This is a basic example of using Dat, Gasket and Bionode to do reproducible bioinformatics.
On your command line, run the following:
git clone git@github.com:bionode/bionode-example-dat-gasket.git
cd bionode-example-dat-gasket
npm install
There are 4 pipelines defined in package.json
that you can run in order.
npm run init
npm run fetch
The previous command will run a pipeline named fetch-eukaryota-genomes-metadata
that is stored inside the package.json file of this git repository.
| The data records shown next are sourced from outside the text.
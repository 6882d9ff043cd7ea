//! [`CrmApi`] implementation for [`CivicrmClient`].

use aeapi_core::{
  ContactAttributes, CrmApi,
  entity::{
    Activity, Contact, EntityId, Group, GroupContact, MailingEventSubscribe,
    NewActivity, NewGroupContact, NewSubscription,
  },
};
use serde_json::{Value, json};

use crate::{
  CivicrmClient, Error, Result,
  client::ApiResponse,
  decode::{self, parse_id, records, response_id},
};

fn unexpected(api: &str, reason: impl Into<String>) -> Error {
  Error::UnexpectedResponse { api: api.to_owned(), reason: reason.into() }
}

fn created_id(api: &str, resp: &ApiResponse) -> Result<EntityId> {
  response_id(resp).ok_or_else(|| unexpected(api, "no id in response"))
}

/// Attributes plus APIv3 options, as one JSON params object.
fn query(attributes: ContactAttributes, options: Value) -> Value {
  let mut params = attributes.into_map();
  params.insert("sequential".into(), json!(1));
  params.insert("options".into(), options);
  Value::Object(params)
}

impl CrmApi for CivicrmClient {
  type Error = Error;

  async fn country_by_iso_code(&self, iso_code: String) -> Result<Option<EntityId>> {
    let resp = self
      .call("Country", "get", json!({ "iso_code": iso_code, "sequential": 1 }))
      .await?;
    // Only an unambiguous hit counts.
    if resp.count != Some(1) {
      return Ok(None);
    }
    Ok(response_id(&resp))
  }

  async fn group_by_name(&self, name: String) -> Result<Option<Group>> {
    let resp = self
      .call("Group", "get", json!({ "name": name, "sequential": 1 }))
      .await?;
    Ok(match records(&resp).as_slice() {
      [one] => decode::group(one),
      _ => None,
    })
  }

  async fn extension_installed(&self, key: String) -> Result<bool> {
    let resp = self
      .call("Extension", "get", json!({ "full_name": key, "sequential": 1 }))
      .await?;
    Ok(records(&resp).iter().any(|ext| {
      ext.get("status").and_then(Value::as_str) == Some("installed")
        && [ext.get("key"), ext.get("full_name")]
          .into_iter()
          .flatten()
          .any(|k| k.as_str() == Some(key.as_str()))
    }))
  }

  async fn find_contacts(&self, attributes: ContactAttributes) -> Result<Vec<EntityId>> {
    let params = query(attributes, json!({ "limit": 0 }));
    let resp = self.call("Contact", "get", params).await?;
    Ok(
      records(&resp)
        .iter()
        .filter_map(|r| r.get("id").or_else(|| r.get("contact_id")).and_then(parse_id))
        .collect(),
    )
  }

  async fn get_single_contact(&self, attributes: ContactAttributes) -> Result<Option<EntityId>> {
    let params = query(attributes.clone(), json!({ "limit": 2 }));
    let resp = self.call("Contact", "get", params).await?;
    let ids: Vec<EntityId> = records(&resp)
      .iter()
      .filter_map(|r| r.get("id").and_then(parse_id))
      .collect();
    match ids.as_slice() {
      [] => Ok(None),
      [id] => Ok(Some(*id)),
      _ => {
        // The page is capped at two; ask for the real number of matches.
        let resp = self
          .call("Contact", "getcount", Value::Object(attributes.into_map()))
          .await?;
        let found = resp
          .rest
          .get("result")
          .and_then(parse_id)
          .unwrap_or(ids.len() as i64);
        Err(Error::Api {
          message: format!("Expected one Contact but found {found}"),
          code:    None,
        })
      }
    }
  }

  async fn get_contact(&self, id: EntityId) -> Result<Option<Contact>> {
    let resp = self
      .call("Contact", "get", json!({ "id": id, "sequential": 1 }))
      .await?;
    Ok(records(&resp).first().and_then(|r| decode::contact(r)))
  }

  async fn create_contact(&self, attributes: ContactAttributes) -> Result<Contact> {
    let resp = self
      .call("Contact", "create", Value::Object(attributes.into_map()))
      .await?;
    let id = created_id("Contact.create", &resp)?;
    self
      .get_contact(id)
      .await?
      .ok_or_else(|| unexpected("Contact.create", format!("contact {id} vanished after create")))
  }

  async fn get_or_create_contact(&self, attributes: ContactAttributes) -> Result<Option<EntityId>> {
    let resp = self
      .call("Contact", "getorcreate", Value::Object(attributes.into_map()))
      .await?;
    Ok(response_id(&resp))
  }

  async fn create_group_contact(&self, input: NewGroupContact) -> Result<GroupContact> {
    let params = json!({
      "contact_id": input.contact_id,
      "group_id":   input.group_id,
      "status":     input.status,
    });
    self.call("GroupContact", "create", params).await?;

    // APIv3 answers `GroupContact.create` with counters only; load the row.
    let resp = self
      .call(
        "GroupContact",
        "get",
        json!({
          "contact_id": input.contact_id,
          "group_id":   input.group_id,
          "status":     input.status,
          "sequential": 1,
        }),
      )
      .await?;
    records(&resp)
      .first()
      .and_then(|r| decode::group_contact(r))
      .ok_or_else(|| unexpected("GroupContact.get", "membership not found after create"))
  }

  async fn create_mailing_subscription(
    &self,
    input: NewSubscription,
  ) -> Result<MailingEventSubscribe> {
    let params = json!({
      "contact_id": input.contact_id,
      "email":      input.email,
      "group_id":   input.group_id,
    });
    let resp = self.call("MailingEventSubscribe", "create", params).await?;
    let id = created_id("MailingEventSubscribe.create", &resp)?;
    let hash = records(&resp)
      .first()
      .and_then(|r| r.get("hash"))
      .and_then(Value::as_str)
      .map(str::to_owned);

    Ok(MailingEventSubscribe {
      id,
      contact_id: input.contact_id,
      group_id: input.group_id,
      email: input.email,
      hash,
    })
  }

  async fn create_activity(&self, input: NewActivity) -> Result<Activity> {
    let params = json!({
      "source_contact_id": input.source_contact_id,
      "activity_type_id":  input.activity_type,
      "subject":           input.subject,
      "status_id":         input.status,
    });
    let resp = self.call("Activity", "create", params).await?;
    Ok(Activity {
      id:                created_id("Activity.create", &resp)?,
      source_contact_id: input.source_contact_id,
      activity_type:     input.activity_type,
      subject:           input.subject,
      status:            input.status,
    })
  }
}

#[cfg(test)]
mod tests {
  use std::{collections::HashMap, sync::Arc};

  use axum::{Form, Json, Router, extract::State, routing::post};
  use serde_json::{Value, json};
  use tokio::{net::TcpListener, sync::Mutex};

  use super::*;
  use crate::CivicrmConfig;

  type Calls = Arc<Mutex<Vec<String>>>;

  /// Serve a fake REST endpoint answering `Entity.action` from `replies`.
  async fn start_mock_server(replies: HashMap<&'static str, Value>) -> (CivicrmClient, Calls) {
    let calls: Calls = Arc::default();
    let replies = Arc::new(replies);

    let app = Router::new()
      .route(
        "/civicrm/ajax/rest",
        post(
          |State((calls, replies)): State<(Calls, Arc<HashMap<&'static str, Value>>)>,
           Form(form): Form<HashMap<String, String>>| async move {
            let api = format!("{}.{}", form["entity"], form["action"]);
            calls.lock().await.push(api.clone());
            let body = replies
              .get(api.as_str())
              .cloned()
              .unwrap_or_else(|| json!({"is_error": 1, "error_message": format!("no reply for {api}")}));
            Json(body)
          },
        ),
      )
      .with_state((calls.clone(), replies));

    let listener = TcpListener::bind("127.0.0.1:0").await.unwrap();
    let port = listener.local_addr().unwrap().port();
    tokio::spawn(async move { axum::serve(listener, app).await.unwrap() });

    let client = CivicrmClient::new(CivicrmConfig {
      rest_url:     format!("http://127.0.0.1:{port}/civicrm/ajax/rest"),
      api_key:      "k".into(),
      site_key:     "s".into(),
      timeout_secs: 5,
    })
    .unwrap();
    (client, calls)
  }

  fn attrs(v: Value) -> ContactAttributes {
    serde_json::from_value(v).unwrap()
  }

  #[tokio::test]
  async fn ambiguous_exact_match_reports_the_real_count() {
    let (client, calls) = start_mock_server(HashMap::from([
      (
        "Contact.get",
        json!({"is_error": 0, "count": 2, "values": [{"id": "3"}, {"id": "4"}]}),
      ),
      ("Contact.getcount", json!({"is_error": 0, "result": 5})),
    ]))
    .await;

    let err = client
      .get_single_contact(attrs(json!({"contact_type": "Individual", "last_name": "Smith"})))
      .await
      .unwrap_err();

    assert_eq!(err.to_string(), "Expected one Contact but found 5");
    assert_eq!(*calls.lock().await, vec!["Contact.get", "Contact.getcount"]);
  }

  #[tokio::test]
  async fn single_exact_match_needs_no_count() {
    let (client, calls) = start_mock_server(HashMap::from([(
      "Contact.get",
      json!({"is_error": 0, "count": 1, "values": [{"id": "3"}]}),
    )]))
    .await;

    let id = client
      .get_single_contact(attrs(json!({"contact_type": "Individual", "last_name": "Smith"})))
      .await
      .unwrap();

    assert_eq!(id, Some(3));
    assert_eq!(*calls.lock().await, vec!["Contact.get"]);
  }
}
The following is a description of that pipeline:
// Initialize a Dat repository (stored locally in the .dat folder)
"dat init --no-prompt",
// Query the NCBI API for the metadata and returns it in Newline Delimited JSON format
"bionode ncbi search genome eukaryota",
// Store the data in the dat repository
"dat import --json"
You can look at the data that got stored by doing dat listen
(then go to localhost:6461 in your browser) or dat cat | head
while in the same folder where the .dat
folder is located.
npm run search
Like the previous gasket command, this runs another pipeline inside the package.json file.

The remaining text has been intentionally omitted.